#### [PROMPT]
Make an exact copy of all the data.

#### [TASK DATA]
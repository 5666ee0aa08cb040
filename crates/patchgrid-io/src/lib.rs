//! patchgrid-io: filesystem I/O for the patchgrid pipeline.
//!
//! Reads categorical rasters (GeoTIFF, ESRI ASCII grid) and GeoJSON patch
//! layers, and writes rasters, vector layers and summary tables. Every
//! write goes through a temporary file so an interrupted run never
//! leaves a truncated output behind.

pub mod ascii_grid;
pub mod atomic;
pub mod geotiff;

use std::fs::File;
use std::io::{BufReader, Cursor};
use std::path::{Path, PathBuf};

use patchgrid_export::{ExportError, TableFormat, VectorFeature};
use patchgrid_pipeline::{CategoricalRaster, CellSummary, Patch, Raster};
use tiff::encoder::TiffValue;

pub use geotiff::{GeoTiffError, GeoTiffSample};

/// Errors from reading or writing files.
#[derive(Debug, thiserror::Error)]
pub enum IoError {
    /// The file could not be opened, read or written.
    #[error("{}: {source}", path.display())]
    Io {
        /// File involved.
        path: PathBuf,
        /// Underlying error.
        source: std::io::Error,
    },

    /// The file is not a usable GeoTIFF.
    #[error("{}: {source}", path.display())]
    Tiff {
        /// File involved.
        path: PathBuf,
        /// Underlying error.
        source: GeoTiffError,
    },

    /// The file format is unknown or its contents are malformed.
    #[error("{}: {reason}", path.display())]
    Format {
        /// File involved.
        path: PathBuf,
        /// What is wrong.
        reason: String,
    },

    /// Serialization to or from GeoJSON failed.
    #[error("{}: {source}", path.display())]
    Export {
        /// File involved.
        path: PathBuf,
        /// Underlying error.
        source: ExportError,
    },
}

impl IoError {
    fn io(path: &Path) -> impl FnOnce(std::io::Error) -> Self + '_ {
        |source| Self::Io {
            path: path.to_owned(),
            source,
        }
    }

    fn tiff(path: &Path) -> impl FnOnce(GeoTiffError) -> Self + '_ {
        |source| Self::Tiff {
            path: path.to_owned(),
            source,
        }
    }

    fn export(path: &Path) -> impl FnOnce(ExportError) -> Self + '_ {
        |source| Self::Export {
            path: path.to_owned(),
            source,
        }
    }

    fn format(path: &Path, reason: impl Into<String>) -> Self {
        Self::Format {
            path: path.to_owned(),
            reason: reason.into(),
        }
    }
}

fn extension(path: &Path) -> String {
    path.extension()
        .and_then(|e| e.to_str())
        .unwrap_or_default()
        .to_ascii_lowercase()
}

/// Read a categorical raster, choosing the format by extension.
///
/// `.tif`/`.tiff` files are decoded as GeoTIFF. `.asc` files are read as
/// ESRI ASCII grids; a `.prj` file next to the grid, if present, becomes
/// the raster's CRS.
///
/// # Errors
///
/// Returns [`IoError::Format`] for other extensions or malformed grids,
/// [`IoError::Tiff`] for unreadable GeoTIFFs and [`IoError::Io`] when the
/// file cannot be read.
pub fn read_raster(path: &Path) -> Result<CategoricalRaster, IoError> {
    let raster = match extension(path).as_str() {
        "tif" | "tiff" => {
            let file = File::open(path).map_err(IoError::io(path))?;
            geotiff::decode(BufReader::new(file)).map_err(IoError::tiff(path))?
        }
        "asc" => {
            let text = std::fs::read_to_string(path).map_err(IoError::io(path))?;
            let raster = ascii_grid::parse(&text).map_err(|reason| IoError::format(path, reason))?;
            let prj = path.with_extension("prj");
            match std::fs::read_to_string(&prj) {
                Ok(wkt) if !wkt.trim().is_empty() => raster.with_crs(Some(wkt.trim().to_owned())),
                Ok(_) => raster,
                Err(e) if e.kind() == std::io::ErrorKind::NotFound => raster,
                Err(e) => return Err(IoError::io(&prj)(e)),
            }
        }
        other => {
            return Err(IoError::format(
                path,
                format!("unsupported raster extension {other:?} (expected tif, tiff or asc)"),
            ));
        }
    };
    tracing::debug!(
        path = %path.display(),
        cell_type = raster.cell_type(),
        width = raster.dimensions().width,
        height = raster.dimensions().height,
        "read raster",
    );
    Ok(raster)
}

/// Write a raster as a single-band GeoTIFF.
///
/// # Errors
///
/// Returns [`IoError::Tiff`] if encoding fails and [`IoError::Io`] if the
/// file cannot be written.
pub fn write_raster<T>(raster: &Raster<T>, path: &Path) -> Result<(), IoError>
where
    T: GeoTiffSample,
    [T]: TiffValue,
{
    let mut buf = Cursor::new(Vec::new());
    geotiff::encode(raster, &mut buf).map_err(IoError::tiff(path))?;
    atomic::write(path, &buf.into_inner()).map_err(IoError::io(path))
}

/// Read the polygonal features of a GeoJSON file.
///
/// Features without a polygonal geometry are skipped with a warning.
///
/// # Errors
///
/// Returns [`IoError::Io`] if the file cannot be read and
/// [`IoError::Export`] if it is not a GeoJSON feature collection.
pub fn read_vectors(path: &Path) -> Result<Vec<VectorFeature>, IoError> {
    let text = std::fs::read_to_string(path).map_err(IoError::io(path))?;
    let layer = patchgrid_export::parse_features(&text).map_err(IoError::export(path))?;
    if layer.skipped > 0 {
        tracing::warn!(
            path = %path.display(),
            skipped = layer.skipped,
            "skipped features without polygon geometry",
        );
    }
    Ok(layer.features)
}

/// Read a GeoJSON polygon layer as patches.
///
/// # Errors
///
/// Same as [`read_vectors`].
pub fn read_patches(path: &Path) -> Result<Vec<Patch>, IoError> {
    read_vectors(path).map(patchgrid_export::into_patches)
}

/// Write a summary table, choosing the format by extension.
///
/// # Errors
///
/// Returns [`IoError::Format`] for extensions other than `csv`, `geojson`
/// and `json`, [`IoError::Export`] if serialization fails and
/// [`IoError::Io`] if the file cannot be written.
pub fn write_table(summaries: &[CellSummary], path: &Path, crs: Option<&str>) -> Result<(), IoError> {
    let ext = extension(path);
    let format = TableFormat::from_extension(&ext).ok_or_else(|| {
        IoError::format(
            path,
            format!("unsupported table extension {ext:?} (expected csv, geojson or json)"),
        )
    })?;
    let text = format.render(summaries, crs).map_err(IoError::export(path))?;
    atomic::write(path, text.as_bytes()).map_err(IoError::io(path))?;
    tracing::info!(path = %path.display(), rows = summaries.len(), "wrote table");
    Ok(())
}

/// Write text to a file.
///
/// # Errors
///
/// Returns [`IoError::Io`] if the file cannot be written.
pub fn write_text(path: &Path, contents: &str) -> Result<(), IoError> {
    atomic::write(path, contents.as_bytes()).map_err(IoError::io(path))
}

#### [TASK RESULT]
repository 5666ee0aa08cb040
filename crates/patchgrid-io/src/lib.rs
//! patchgrid-io: filesystem I/O for the patchgrid pipeline.
//!
//! Reads categorical rasters (GeoTIFF, ESRI ASCII grid) and GeoJSON patch
//! layers, and writes rasters, vector layers and summary tables. Every
//! write goes through a temporary file so an interrupted run never
//! leaves a truncated output behind.

pub mod ascii_grid;
pub mod atomic;
pub mod geotiff;

use std::fs::File;
use std::io::{BufReader, Cursor};
use std::path::{Path, PathBuf};

use patchgrid_export::{ExportError, TableFormat, VectorFeature};
use patchgrid_pipeline::{CategoricalRaster, CellSummary, Patch, Raster};
use tiff::encoder::TiffValue;

pub use geotiff::{GeoTiffError, GeoTiffSample};

/// Errors from reading or writing files.
#[derive(Debug, thiserror::Error)]
pub enum IoError {
    /// The file could not be opened, read or written.
    #[error("{}: {source}", path.display())]
    Io {
        /// File involved.
        path: PathBuf,
        /// Underlying error.
        source: std::io::Error,
    },

    /// The file is not a usable GeoTIFF.
    #[error("{}: {source}", path.display())]
    Tiff {
        /// File involved.
        path: PathBuf,
        /// Underlying error.
        source: GeoTiffError,
    },

    /// The file format is unknown or its contents are malformed.
    #[error("{}: {reason}", path.display())]
    Format {
        /// File involved.
        path: PathBuf,
        /// What is wrong.
        reason: String,
    },

    /// Serialization to or from GeoJSON failed.
    #[error("{}: {source}", path.display())]
    Export {
        /// File involved.
        path: PathBuf,
        /// Underlying error.
        source: ExportError,
    },
}

impl IoError {
    fn io(path: &Path) -> impl FnOnce(std::io::Error) -> Self + '_ {
        |source| Self::Io {
            path: path.to_owned(),
            source,
        }
    }

    fn tiff(path: &Path) -> impl FnOnce(GeoTiffError) -> Self + '_ {
        |source| Self::Tiff {
            path: path.to_owned(),
            source,
        }
    }

    fn export(path: &Path) -> impl FnOnce(ExportError) -> Self + '_ {
        |source| Self::Export {
            path: path.to_owned(),
            source,
        }
    }

    fn format(path: &Path, reason: impl Into<String>) -> Self {
        Self::Format {
            path: path.to_owned(),
            reason: reason.into(),
        }
    }
}

fn extension(path: &Path) -> String {
    path.extension()
        .and_then(|e| e.to_str())
        .unwrap_or_default()
        .to_ascii_lowercase()
}

/// Read a categorical raster, choosing the format by extension.
///
/// `.tif`/`.tiff` files are decoded as GeoTIFF. `.asc` files are read as
/// ESRI ASCII grids; a `.prj` file next to the grid, if present, becomes
/// the raster's CRS.
///
/// # Errors
///
/// Returns [`IoError::Format`] for other extensions or malformed grids,
/// [`IoError::Tiff`] for unreadable GeoTIFFs and [`IoError::Io`] when the
/// file cannot be read.
pub fn read_raster(path: &Path) -> Result<CategoricalRaster, IoError> {
    let raster = match extension(path).as_str() {
        "tif" | "tiff" => {
            let file = File::open(path).map_err(IoError::io(path))?;
            geotiff::decode(BufReader::new(file)).map_err(IoError::tiff(path))?
        }
        "asc" => {
            let text = std::fs::read_to_string(path).map_err(IoError::io(path))?;
            let raster = ascii_grid::parse(&text).map_err(|reason| IoError::format(path, reason))?;
            let prj = path.with_extension("prj");
            match std::fs::read_to_string(&prj) {
                Ok(wkt) if !wkt.trim().is_empty() => raster.with_crs(Some(wkt.trim().to_owned())),
                Ok(_) => raster,
                Err(e) if e.kind() == std::io::ErrorKind::NotFound => raster,
                Err(e) => return Err(IoError::io(&prj)(e)),
            }
        }
        other => {
            return Err(IoError::format(
                path,
                format!("unsupported raster extension {other:?} (expected tif, tiff or asc)"),
            ));
        }
    };
    tracing::debug!(
        path = %path.display(),
        cell_type = raster.cell_type(),
        width = raster.dimensions().width,
        height = raster.dimensions().height,
        "read raster",
    );
    Ok(raster)
}

/// Write a raster as a single-band GeoTIFF.
///
/// # Errors
///
/// Returns [`IoError::Tiff`] if encoding fails and [`IoError::Io`] if the
/// file cannot be written.
pub fn write_raster<T>(raster: &Raster<T>, path: &Path) -> Result<(), IoError>
where
    T: GeoTiffSample,
    [T]: TiffValue,
{
    let mut buf = Cursor::new(Vec::new());
    geotiff::encode(raster, &mut buf).map_err(IoError::tiff(path))?;
    atomic::write(path, &buf.into_inner()).map_err(IoError::io(path))
}

/// Read the polygonal features of a GeoJSON file.
///
/// Features without a polygonal geometry are skipped with a warning.
///
/// # Errors
///
/// Returns [`IoError::Io`] if the file cannot be read and
/// [`IoError::Export`] if it is not a GeoJSON feature collection.
pub fn read_vectors(path: &Path) -> Result<Vec<VectorFeature>, IoError> {
    let text = std::fs::read_to_string(path).map_err(IoError::io(path))?;
    let layer = patchgrid_export::parse_features(&text).map_err(IoError::export(path))?;
    if layer.skipped > 0 {
        tracing::warn!(
            path = %path.display(),
            skipped = layer.skipped,
            "skipped features without polygon geometry",
        );
    }
    Ok(layer.features)
}

/// Read a GeoJSON polygon layer as patches.
///
/// # Errors
///
/// Same as [`read_vectors`].
pub fn read_patches(path: &Path) -> Result<Vec<Patch>, IoError> {
    read_vectors(path).map(patchgrid_export::into_patches)
}

/// Write a summary table, choosing the format by extension.
///
/// # Errors
///
/// Returns [`IoError::Format`] for extensions other than `csv`, `geojson`
/// and `json`, [`IoError::Export`] if serialization fails and
/// [`IoError::Io`] if the file cannot be written.
pub fn write_table(summaries: &[CellSummary], path: &Path, crs: Option<&str>) -> Result<(), IoError> {
    let ext = extension(path);
    let format = TableFormat::from_extension(&ext).ok_or_else(|| {
        IoError::format(
            path,
            format!("unsupported table extension {ext:?} (expected csv, geojson or json)"),
        )
    })?;
    let text = format.render(summaries, crs).map_err(IoError::export(path))?;
    atomic::write(path, text.as_bytes()).map_err(IoError::io(path))?;
    tracing::info!(path = %path.display(), rows = summaries.len(), "wrote table");
    Ok(())
}

/// Write text to a file.
///
/// # Errors
///
/// Returns [`IoError::Io`] if the file cannot be written.
pub fn write_text(path: &Path, contents: &str) -> Result<(), IoError> {
    atomic::write(path, contents.as_bytes()).map_err(IoError::io(path))
}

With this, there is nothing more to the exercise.